「浜高の野球で勝て」。兄の想いを胸に、
和田毅の弟が古豪復活に挑む

  • 井上幸太●文・写真 text&photo by Inoue Kota

 まだベンチ外の高校1年夏(1999年)にチームは甲子園出場を果たしたものの、自身は高校時代に甲子園の土を踏むことは叶わず。東京六大学野球への憧れ、1年間在学期間が重なる兄・毅(早稲田大)と神宮の舞台で対戦したいという思いもあり、卒業後は立教大に進む。おぼろげながらも「高校野球の指導者」になることをイメージしての進学でもあった。

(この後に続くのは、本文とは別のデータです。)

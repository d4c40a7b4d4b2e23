use anchor_lang::prelude::*;
use anchor_spl::token::{self, Mint, MintTo, Token, TokenAccount, Transfer};

use crate::{constants::*, errors::*, events::*, math::*, state::*};

/// Mint an exact share amount, paying however many assets that requires
#[derive(Accounts)]
pub struct MintShares<'info> {
    /// User paying assets
    #[account(mut)]
    pub user: Signer<'info>,

    /// Vault state PDA
    #[account(
        mut,
        seeds = [VAULT_SEED, vault_state.asset_mint.as_ref()],
        bump = vault_state.bump,
        constraint = !vault_state.paused @ VaultError::VaultPaused,
    )]
    pub vault_state: Account<'info, Vault>,

    /// Share mint
    #[account(
        mut,
        address = vault_state.share_mint @ VaultError::InvalidMint,
    )]
    pub share_mint: Account<'info, Mint>,

    /// CHECK: PDA used as mint authority, validated by seeds
    #[account(
        seeds = [VAULT_AUTHORITY_SEED, vault_state.asset_mint.as_ref()],
        bump = vault_state.authority_bump,
    )]
    pub vault_authority: UncheckedAccount<'info>,

    /// User's asset token account (source)
    #[account(
        mut,
        constraint = user_asset_account.mint == vault_state.asset_mint @ VaultError::InvalidMint,
        constraint = user_asset_account.owner == user.key() @ VaultError::InvalidOwner,
    )]
    pub user_asset_account: Account<'info, TokenAccount>,

    /// Receiver's share token account (destination); its owner is the receiver
    #[account(
        mut,
        constraint = receiver_share_account.mint == vault_state.share_mint @ VaultError::InvalidMint,
    )]
    pub receiver_share_account: Account<'info, TokenAccount>,

    /// Vault's token account
    #[account(
        mut,
        constraint = vault_token_account.mint == vault_state.asset_mint @ VaultError::InvalidMint,
        constraint = vault_token_account.owner == vault_authority.key() @ VaultError::InvalidOwner,
    )]
    pub vault_token_account: Account<'info, TokenAccount>,

    /// Strategy state, required iff the vault has one wired
    pub strategy_state: Option<Account<'info, StrategyState>>,

    pub token_program: Program<'info, Token>,
}

/// Assets are charged with ceiling rounding so the vault is never
/// underpaid for the exact shares it mints. The observed transfer delta
/// must equal the charge exactly; a fee-skimming asset fails here rather
/// than minting unbacked shares.
pub fn handler(ctx: Context<MintShares>, shares: u64) -> Result<u64> {
    require!(shares > 0, VaultError::ZeroAmount);

    {
        let vault_state = &mut ctx.accounts.vault_state;
        require!(!vault_state.locked, VaultError::ReentrantCall);
        vault_state.locked = true;
    }

    let idle_before = ctx.accounts.vault_token_account.amount;
    let managed = resolve_managed_assets(
        &ctx.accounts.vault_state,
        ctx.accounts.strategy_state.as_ref(),
    )?;
    let pool_before = total_assets(idle_before, managed)?;
    let supply_before = ctx.accounts.share_mint.supply;

    // Bootstrap mints 1:1, like the first deposit
    let assets = if supply_before == 0 {
        shares
    } else {
        mul_div(shares, pool_before, supply_before, Rounding::Ceiling)?
    };
    require!(assets > 0, VaultError::ZeroAmount);

    let transfer_ctx = CpiContext::new(
        ctx.accounts.token_program.to_account_info(),
        Transfer {
            from: ctx.accounts.user_asset_account.to_account_info(),
            to: ctx.accounts.vault_token_account.to_account_info(),
            authority: ctx.accounts.user.to_account_info(),
        },
    );
    token::transfer(transfer_ctx, assets)?;

    ctx.accounts.vault_token_account.reload()?;
    let received = ctx
        .accounts
        .vault_token_account
        .amount
        .checked_sub(idle_before)
        .ok_or(VaultError::MathOverflow)?;
    require!(received == assets, VaultError::TransferAmountMismatch);

    let asset_mint_key = ctx.accounts.vault_state.asset_mint;
    let authority_bump = ctx.accounts.vault_state.authority_bump;
    let authority_seeds: &[&[u8]] = &[
        VAULT_AUTHORITY_SEED,
        asset_mint_key.as_ref(),
        &[authority_bump],
    ];
    let signer_seeds = &[&authority_seeds[..]];

    let mint_ctx = CpiContext::new_with_signer(
        ctx.accounts.token_program.to_account_info(),
        MintTo {
            mint: ctx.accounts.share_mint.to_account_info(),
            to: ctx.accounts.receiver_share_account.to_account_info(),
            authority: ctx.accounts.vault_authority.to_account_info(),
        },
        signer_seeds,
    );
    token::mint_to(mint_ctx, shares)?;

    ctx.accounts.vault_state.locked = false;

    emit!(Deposited {
        vault: ctx.accounts.vault_state.key(),
        caller: ctx.accounts.user.key(),
        receiver: ctx.accounts.receiver_share_account.owner,
        assets,
        shares,
        total_assets: total_assets(ctx.accounts.vault_token_account.amount, managed)?,
        total_shares: supply_before
            .checked_add(shares)
            .ok_or(VaultError::MathOverflow)?,
        timestamp: Clock::get()?.unix_timestamp,
    });

    Ok(assets)
}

「高校3年のときの担任の先生がすごく熱心な方で、その姿を見て教員もいいなと思っていました。それと、父親が抱いていた夢がプロ野球選手と高校野球の監督だったんです。兄貴がプロに進むので、僕がもうひとつの夢を叶えたいという思いもありました」

 立教大では内外野両方を守れる選手として奮闘していたが、足首の故障の影響もあり、大学3年の夏からは学生コーチに転身。選手時代とは異なる形でチームと関わるようになり、より指導者になることを意識するようになっていった。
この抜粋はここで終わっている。